Along the way my life took two wonderful turns: I met Christ and I met Roger. My desire to go into medicine found a new expression in the possibility of going into ministry. Roger and I were married and went off to seminary where we prepared to work in the church. Eventually kids came along and our business grew. I laid aside the present possibility of a career as I turned my attention towards keeping a home and raising a family.

For the past seven years, these responsibilities have consumed my time and energy. Roger and I often discussed my desire to return to work. The idea of a working wife grew on him over time, realizing as he did that my work at home, though indispensable to him and the children, was not necessarily the best long-term fit for his wife. However, he was also very clear that the children would have to be fairly well on their way before my attentions could be spared.

The trajectory of this storyline might not have been much altered if not for the events following the birth of Joseph. It sounds cliche, but coming so close to death makes you realize just how short life is. There is an urgency, a boldness, a reordering of priorities that follows such an experience. Things that were once important lose their importance and certain dispositions, such as complacency or resignation, become intolerable.

And so it was that last summer, just as we were emerging from the valley of darkness, that Roger told me it was time that I return to my original passion for medicine. He knew full well what he was saying. With my academic background, I would have two years of full-time schooling ahead of me just to apply to a program. My previous GPA would require nothing less than a 4.0 over the course of 48 units of science and math. I would need to commit to at least 100 hours of volunteerism. Not to mention the preparation required for any entrance exams. And he knew there was a very real chance that, even after all this sacrifice, nothing may come of it in the end.

It's actually because of the infinitesimally small chance of this goal coming to fruition that I decided against telling those around me of my ambitions. I needed to first gain some quiet confidence that I could even go back to school and succeed at the level required to even consider applying to med school. I'm happy to report that my first year finished with much success. I am currently enrolled in summer classes and have a full year ahead of me. I was fortunate to receive student volunteer placement at Doctor's Hospital in the OR (the bonus of this otherwise janitorial-type job is that I get to observe various surgeries). This also explains why I desired to apply for a medical mission to Kenya -- a fitting mix of my new desire for ministry and my original desire to work in medicine.
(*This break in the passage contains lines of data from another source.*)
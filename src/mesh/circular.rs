// SPDX-License-Identifier: Apache-2.0
// Copyright (c) 2025 Polyframe Inc.

//! Iterator over a circular linked list

/// Walks `start, next(start), next(next(start)), ...` and stops before
/// returning to `start`.
#[derive(Clone)]
pub struct CircularListView<I, F> {
    start: I,
    current: Option<I>,
    next: F,
}

impl<I: Copy + PartialEq, F: Fn(I) -> I> CircularListView<I, F> {
    pub fn new(start: I, next: F) -> Self {
        Self {
            start,
            current: Some(start),
            next,
        }
    }
}

impl<I: Copy + PartialEq, F: Fn(I) -> I> Iterator for CircularListView<I, F> {
    type Item = I;

    fn next(&mut self) -> Option<I> {
        let current = self.current?;
        let following = (self.next)(current);
        self.current = if following == self.start {
            None
        } else {
            Some(following)
        };
        Some(current)
    }
}
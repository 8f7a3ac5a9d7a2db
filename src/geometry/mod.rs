// SPDX-License-Identifier: Apache-2.0
// Copyright (c) 2025 Polyframe Inc.

//! Geometry module - value types, robust predicates and geometric queries

mod bbox;
pub mod distance;
pub mod intersection;
pub mod pca;
mod primitives;
pub mod robust_predicates;

pub use bbox::{BoundingBox, Box2, Box3};
pub use primitives::{
    lex_cmp, Cylinder, Line3, Matrix3, Matrix4, Plane, Point2, Point3, Quaternion, Segment,
    Segment2, Segment3, Sphere, Triangle3, Vector2, Vector3, Vector4,
};
pub use robust_predicates::{orient2d, orient3d, point_dot_compare_3d, PlaneClassification, Precision};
So let it be said again: I am not pursuing this career because I wish I could undo my family. I am investing in this process precisely because of the love and support I have in them. The internal compulsion to pursue these dreams has, at last, found a safe and supportive environment in which to be expressed.

"Now to him who is able to do immeasurably more than all we ask or imagine, according to his power that is at work within us, to him be glory in the church and in Christ Jesus throughout all generations, for ever and ever. Amen." Ephesians 3:20-21




1 comment:

  1. This is so awesome. I'm so proud of you. Complacency and resignation ARE intolerable. Thanks for proclaiming that.